Pour une ouverture des contenus
La distribution de « Vidéo en poche » est fondée sur l’utilisation d’un logiciel libre, développé par Objectif Libre et financé par Utopia. Le logiciel permet de rationaliser la vente en faisant remonter les recettes par salle et en comptabilisant la partie reversée aux ayants droit sur un serveur. Un procédé sur le modèle de celui mis en place par le CNC pour les caisses informatisées. Il devrait par la suite être disponible sur la plate-forme de logiciels libres Ubuntu.
Le fichier lui-même est ouvert et vendu sans DRM, ce qui permet la plus grande souplesse d’utilisation. « Avec les DRM, on s’est mis les spectateur à dos. Le seul truc que cela provoque, c’est de favoriser le piratage », explique Rodolphe Village. Et le problème de la copie ? « Bien sûr que les fichiers peuvent être recopiés. Mais les ayants droit savent que c’est déjà le cas avec les DVD », justifie-t-il. Ceux-ci n’y perdent d’ailleurs pas au change. Sur les cinq euros payés, trois euros leur reviennent, 0,98 euro sont consacrés à la TVA et la salle conserve 1,02 euro.Sur un DVD, la part moyenne des recettes reversée aux ayants droit (producteur et auteur) est située entre 20 et 25%, estime le CNC.
Un produit adapté
Les films distribués seront au minimum en qualité DVD, en HD quand cela sera possible techniquement. « On ne peut plus se contenter d’une simple qualité DVD. Et le Blu-ray n’a pas décollé. On propose une qualité d’image supérieure pour un tarif bien plus raisonnable », s’enthousiasme Rodolphe Village.

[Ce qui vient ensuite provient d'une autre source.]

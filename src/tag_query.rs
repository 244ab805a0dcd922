// Copyright 2026 Pixq Authors
//
// Licensed under the Apache License, Version 2.0 (the "License");
// you may not use this file except in compliance with the License.
// You may obtain a copy of the License at
//
//     http://www.apache.org/licenses/LICENSE-2.0
//
// Unless required by applicable law or agreed to in writing, software
// distributed under the License is distributed on an "AS IS" BASIS,
// WITHOUT WARRANTIES OR CONDITIONS OF ANY KIND, either express or implied.
// See the License for the specific language governing permissions and
// limitations under the License.

use std::fmt;

use anyhow::Result;

const NEGATION: char = '-';

/// One whitespace-free unit of a query, optionally negated with a leading `-`.
///
/// Equality is textual: `cat` and `-cat` are different terms.
#[derive(Debug, Clone, PartialEq, Eq, Hash, PartialOrd, Ord)]
pub struct Term(String);

impl Term {
    pub fn parse(input: &str) -> Result<Self> {
        let trimmed = input.trim();
        if trimmed.is_empty() {
            anyhow::bail!("tag must not be empty");
        }
        if trimmed.chars().any(char::is_whitespace) {
            anyhow::bail!("tag {trimmed:?} must not contain whitespace");
        }
        Ok(Self(trimmed.to_string()))
    }

    pub fn as_str(&self) -> &str {
        &self.0
    }

    pub fn is_negated(&self) -> bool {
        self.0.len() > 1 && self.0.starts_with(NEGATION)
    }

    /// The tag literal without its negation marker.
    pub fn literal(&self) -> &str {
        if self.is_negated() {
            &self.0[NEGATION.len_utf8()..]
        } else {
            &self.0
        }
    }

    /// The excluding form of this tag. Already negated terms are returned as-is.
    pub fn negated(&self) -> Self {
        if self.is_negated() {
            self.clone()
        } else {
            Self(format!("{NEGATION}{}", self.0))
        }
    }
}

impl fmt::Display for Term {
    fn fmt(&self, f: &mut fmt::Formatter<'_>) -> fmt::Result {
        f.write_str(&self.0)
    }
}

/// Ordered, duplicate-free terms. Text is only split in [`Query::parse`] and only
/// joined in `Display`.
#[derive(Debug, Clone, Default, PartialEq, Eq)]
pub struct Query {
    terms: Vec<Term>,
}

impl Query {
    pub fn empty() -> Self {
        Self::default()
    }

    /// Splits free text on whitespace. Repeated terms keep their first position.
    pub fn parse(text: &str) -> Self {
        let mut query = Self::empty();
        for word in text.split_whitespace() {
            let term = Term(word.to_string());
            if !query.contains(&term) {
                query.terms.push(term);
            }
        }
        query
    }

    pub fn is_empty(&self) -> bool {
        self.terms.is_empty()
    }

    pub fn terms(&self) -> &[Term] {
        &self.terms
    }

    pub fn contains(&self, term: &Term) -> bool {
        self.terms.contains(term)
    }

    pub fn add_tag(&self, tag: &Term) -> Self {
        if self.contains(tag) {
            return self.clone();
        }
        let mut terms = self.terms.clone();
        terms.push(tag.clone());
        Self { terms }
    }

    pub fn remove_tag(&self, tag: &Term) -> Self {
        Self {
            terms: self.terms.iter().filter(|t| *t != tag).cloned().collect(),
        }
    }

    /// Pivots the whole search to `tag`; whatever was there before is dropped.
    pub fn restrict_to_only(&self, tag: &Term) -> Self {
        Self {
            terms: vec![tag.clone()],
        }
    }

    pub fn clear(&self) -> Self {
        Self::empty()
    }

    /// The URL form of this query, `None` when there are no terms.
    pub fn to_param(&self) -> Option<String> {
        if self.is_empty() {
            None
        } else {
            Some(self.to_string())
        }
    }
}

impl fmt::Display for Query {
    fn fmt(&self, f: &mut fmt::Formatter<'_>) -> fmt::Result {
        for (idx, term) in self.terms.iter().enumerate() {
            if idx > 0 {
                f.write_str(" ")?;
            }
            f.write_str(term.as_str())?;
        }
        Ok(())
    }
}

#[cfg(test)]
mod tests {
    use proptest::prelude::*;

    use super::*;

    fn term(s: &str) -> Term {
        Term::parse(s).expect("term")
    }

    #[test]
    fn add_to_empty_yields_single_term() {
        let q = Query::empty().add_tag(&term("cat"));
        assert_eq!(q.to_string(), "cat");
    }

    #[test]
    fn add_appends_and_keeps_order() {
        let q = Query::parse("cat dog").add_tag(&term("bird"));
        assert_eq!(q.to_string(), "cat dog bird");
    }

    #[test]
    fn add_existing_is_noop() {
        let q = Query::parse("cat dog");
        assert_eq!(q.add_tag(&term("cat")), q);
    }

    #[test]
    fn negated_and_plain_forms_are_independent() {
        let q = Query::parse("cat").add_tag(&term("-cat"));
        assert_eq!(q.to_string(), "cat -cat");
        assert_eq!(q.remove_tag(&term("cat")).to_string(), "-cat");
    }

    #[test]
    fn remove_last_term_yields_absent_param() {
        let q = Query::parse("cat").remove_tag(&term("cat"));
        assert!(q.is_empty());
        assert_eq!(q.to_param(), None);
    }

    #[test]
    fn restrict_to_only_discards_prior_terms() {
        let q = Query::parse("cat dog -bird").restrict_to_only(&term("fox"));
        assert_eq!(q.to_string(), "fox");
    }

    #[test]
    fn clear_empties_any_query() {
        assert!(Query::parse("cat dog").clear().is_empty());
    }

    #[test]
    fn parse_collapses_whitespace_and_duplicates() {
        let q = Query::parse("  cat   dog cat\t-bird ");
        assert_eq!(q.to_string(), "cat dog -bird");
        assert_eq!(q.terms().len(), 3);
    }

    #[test]
    fn term_rejects_whitespace_and_empty() {
        assert!(Term::parse("").is_err());
        assert!(Term::parse("   ").is_err());
        assert!(Term::parse("long hair").is_err());
        assert_eq!(term(" cat ").as_str(), "cat");
    }

    #[test]
    fn term_negation_helpers() {
        assert!(term("-cat").is_negated());
        assert!(!term("-").is_negated());
        assert_eq!(term("-cat").literal(), "cat");
        assert_eq!(term("cat").negated().as_str(), "-cat");
        assert_eq!(term("-cat").negated().as_str(), "-cat");
    }

    fn term_strategy() -> impl Strategy<Value = Term> {
        "-?[a-z:_]{1,6}".prop_map(|s| term(&s))
    }

    fn query_strategy() -> impl Strategy<Value = Query> {
        prop::collection::vec("-?[a-z:_]{1,6}", 0..6)
            .prop_map(|words| Query::parse(&words.join(" ")))
    }

    proptest! {
        #[test]
        fn add_is_idempotent(q in query_strategy(), t in term_strategy()) {
            let once = q.add_tag(&t);
            prop_assert_eq!(once.add_tag(&t), once);
        }

        #[test]
        fn remove_after_add_drops_tag(q in query_strategy(), t in term_strategy()) {
            let removed = q.add_tag(&t).remove_tag(&t);
            prop_assert!(!removed.contains(&t));
            prop_assert_eq!(removed.remove_tag(&t), removed);
        }

        #[test]
        fn text_form_round_trips(q in query_strategy()) {
            prop_assert_eq!(Query::parse(&q.to_string()), q);
        }
    }
}
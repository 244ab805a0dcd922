// Copyright 2026 Pixq Authors
//
// Licensed under the Apache License, Version 2.0 (the "License");
// you may not use this file except in compliance with the License.
// You may obtain a copy of the License at
//
//     http://www.apache.org/licenses/LICENSE-2.0
//
// Unless required by applicable law or agreed to in writing, software
// distributed under the License is distributed on an "AS IS" BASIS,
// WITHOUT WARRANTIES OR CONDITIONS OF ANY KIND, either express or implied.
// See the License for the specific language governing permissions and
// limitations under the License.

use std::path::PathBuf;

use clap::Args;
use clap::Parser;
use clap::Subcommand;
use clap_complete::Shell;

use crate::backend::Endpoint;
use crate::search::SortOrder;

#[derive(Parser, Debug)]
#[command(name = "pixq", version, about = "Tag query state engine for image search links")]
pub struct Cli {
    #[command(subcommand)]
    pub command: Commands,
}

#[derive(Subcommand, Debug)]
pub enum Commands {
    /// Create the recent-tags store
    Init {
        /// Directory to create the store in
        path: Option<PathBuf>,
    },

    /// Decode a search URL into its canonical state
    Parse(ParseArgs),

    /// Apply one search action and print the next URL
    Apply(ApplyArgs),

    /// Build the backend request for a search URL
    Request(RequestArgs),

    /// Recently added manual tags
    Recent(RecentArgs),

    /// Print shell completions
    Completions {
        /// Target shell
        #[arg(value_enum)]
        shell: Shell,
    },
}

#[derive(Args, Debug)]
pub struct ParseArgs {
    /// Search URL, path, or query string
    pub url: String,

    /// Output JSON
    #[arg(long)]
    pub json: bool,
}

#[derive(Args, Debug)]
pub struct ApplyArgs {
    /// Search URL, path, or query string
    pub url: String,

    #[command(subcommand)]
    pub action: ActionCommand,

    /// Output JSON
    #[arg(long, global = true)]
    pub json: bool,
}

#[derive(Subcommand, Debug)]
pub enum ActionCommand {
    /// Add a tag to the query
    Add {
        #[arg(allow_hyphen_values = true)]
        tag: String,

        /// Also remember the tag as a manually added tag
        #[arg(long)]
        manual: bool,
    },

    /// Add the negated form of a tag
    Exclude {
        #[arg(allow_hyphen_values = true)]
        tag: String,
    },

    /// Remove a term from the query
    Remove {
        #[arg(allow_hyphen_values = true)]
        tag: String,
    },

    /// Replace the query with a single tag
    Only {
        #[arg(allow_hyphen_values = true)]
        tag: String,
    },

    /// Drop every term
    Clear,

    /// Set a quick filter (any, only, not)
    Filter { name: String, state: String },

    /// Change the sort order
    Sort {
        #[arg(value_enum)]
        order: SortOrder,
    },

    /// Jump to a page
    Page { page: u64 },

    /// Next page
    Next,

    /// Previous page
    Prev,
}

#[derive(Args, Debug)]
pub struct RequestArgs {
    /// Search URL, path, or query string
    pub url: String,

    /// Backend endpoint
    #[arg(long, value_enum, default_value_t = Endpoint::Images)]
    pub endpoint: Endpoint,

    /// Output JSON
    #[arg(long)]
    pub json: bool,
}

#[derive(Args, Debug)]
pub struct RecentArgs {
    #[command(subcommand)]
    pub command: RecentCommand,

    /// Output JSON
    #[arg(long, global = true)]
    pub json: bool,
}

#[derive(Subcommand, Debug)]
pub enum RecentCommand {
    /// Show recent tags, most recent first
    List,

    /// Record a manually added tag
    Add {
        #[arg(allow_hyphen_values = true)]
        tag: String,
    },
}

Une qualité de diffusion enfin offerte à un cinéma de genre et alternatif. C’est pourquoi les Films du Paradoxe prennent le risque : « Les cinémas Utopia ont une clientèle particulière. Et nous, nous avons un catalogue de moutons à cinq pattes. C’est donc un ballon d’essai porté par une grande curiosité. C’est l’expérimentation d’un nouveau type de vente et surtout de diffusion de la vidéo. On verra ce que cela peut donner », conclut Bertrand Vaesken.